[[ RECORDS FOR THE EXERCISE, beginning ]]

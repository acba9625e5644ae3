pub mod request_id;

use axum::{
    extract::DefaultBodyLimit,
    middleware,
    routing::{get, post},
    Router,
};
use std::sync::Arc;
use tower_http::{cors::CorsLayer, trace::TraceLayer};

use crate::controllers::{catalog::CatalogController, convert::ConvertController, health};
use crate::domain::voice::VoiceCatalog;
use crate::infrastructure::config::Config;
use request_id::request_id_middleware;

/// Uploads above this limit are rejected at the transport layer, before the
/// multipart body is buffered.
const MAX_UPLOAD_BYTES: usize = 32 * 1024 * 1024;

/// Assemble the full application router. Kept separate from serving so
/// integration tests can drive it without binding a socket.
pub fn app_router(
    catalog: Arc<VoiceCatalog>,
    convert_controller: Arc<ConvertController>,
    catalog_controller: Arc<CatalogController>,
) -> Router {
    let convert_routes = Router::new()
        .route("/api/convert", post(ConvertController::convert))
        .layer(DefaultBodyLimit::max(MAX_UPLOAD_BYTES))
        .with_state(convert_controller);

    let catalog_routes = Router::new()
        .route("/api/languages", get(CatalogController::languages))
        .route("/api/voices", get(CatalogController::voices))
        .with_state(catalog_controller);

    Router::new()
        .route("/health", get(health::health))
        .route("/health/ready", get(health::health_ready))
        .with_state(catalog)
        .merge(convert_routes)
        .merge(catalog_routes)
        .layer(middleware::from_fn(request_id_middleware))
        .layer(CorsLayer::permissive())
        .layer(TraceLayer::new_for_http())
}

/// Start the HTTP server with all routes configured
pub async fn start_http_server(
    config: Arc<Config>,
    catalog: Arc<VoiceCatalog>,
    convert_controller: Arc<ConvertController>,
    catalog_controller: Arc<CatalogController>,
) -> Result<(), Box<dyn std::error::Error>> {
    let app = app_router(catalog, convert_controller, catalog_controller);

    let listener =
        tokio::net::TcpListener::bind(format!("{}:{}", config.host, config.port)).await?;

    tracing::info!("Server listening on {}", listener.local_addr()?);

    axum::serve(listener, app).await?;

    Ok(())
}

[[ RECORDS FOR THE EXERCISE, end ]]

The answer is a number only: how many lines of the data above include "ConvertController"?

SOLUTION TO THE PROBLEM:
4